● **PROBLEM STATEMENT**: Each line from the start of the data below through the one containing "#[num_enum(catch_all)]" must be reproduced exactly.

● **EXTRACTED DATA**:
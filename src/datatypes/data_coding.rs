use num_enum::{FromPrimitive, IntoPrimitive};

/// data_coding field values (Section 5.2.19).
///
/// This library treats [`DataCoding::Default`] as opaque 8-bit bytes
/// supplied by the caller (pre-packed GSM 03.38 or plain ASCII) and
/// [`DataCoding::Ucs2`] as UTF-16BE on the wire. Everything else passes
/// through untouched.
#[derive(FromPrimitive, IntoPrimitive)]
#[repr(u8)]
#[derive(Clone, Copy, Debug, PartialEq, Eq, Hash)]
pub enum DataCoding {
    /// SMSC default alphabet (GSM 03.38)
    Default = 0x00,
    /// IA5 (CCITT T.50) / ASCII
    Ia5 = 0x01,
    /// Latin 1 (ISO-8859-1)
    Latin1 = 0x03,
    /// 8-bit binary octets
    Binary = 0x04,
    /// UCS-2 (ISO/IEC 10646), UTF-16BE on the wire
    Ucs2 = 0x08,
    #[num_enum(catch_all)]
    Other(u8),
}

impl DataCoding {
    /// Whether long messages in this coding may be split with the SAR or
    /// UDH concatenation methods. Only the default alphabet and UCS-2 have
    /// well-defined per-segment budgets.
    pub fn is_splittable(self) -> bool {
        matches!(self, DataCoding::Default | DataCoding::Ucs2)
    }
}

impl Default for DataCoding {
    fn default() -> Self {
        DataCoding::Default
    }
}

● **EXERCISE ANSWER**:
filename src/datatypes/data_coding.rs
use num_enum::{FromPrimitive, IntoPrimitive};

/// data_coding field values (Section 5.2.19).
///
/// This library treats [`DataCoding::Default`] as opaque 8-bit bytes
/// supplied by the caller (pre-packed GSM 03.38 or plain ASCII) and
/// [`DataCoding::Ucs2`] as UTF-16BE on the wire. Everything else passes
/// through untouched.
#[derive(FromPrimitive, IntoPrimitive)]
#[repr(u8)]
#[derive(Clone, Copy, Debug, PartialEq, Eq, Hash)]
pub enum DataCoding {
    /// SMSC default alphabet (GSM 03.38)
    Default = 0x00,
    /// IA5 (CCITT T.50) / ASCII
    Ia5 = 0x01,
    /// Latin 1 (ISO-8859-1)
    Latin1 = 0x03,
    /// 8-bit binary octets
    Binary = 0x04,
    /// UCS-2 (ISO/IEC 10646), UTF-16BE on the wire
    Ucs2 = 0x08,
    #[num_enum(catch_all)]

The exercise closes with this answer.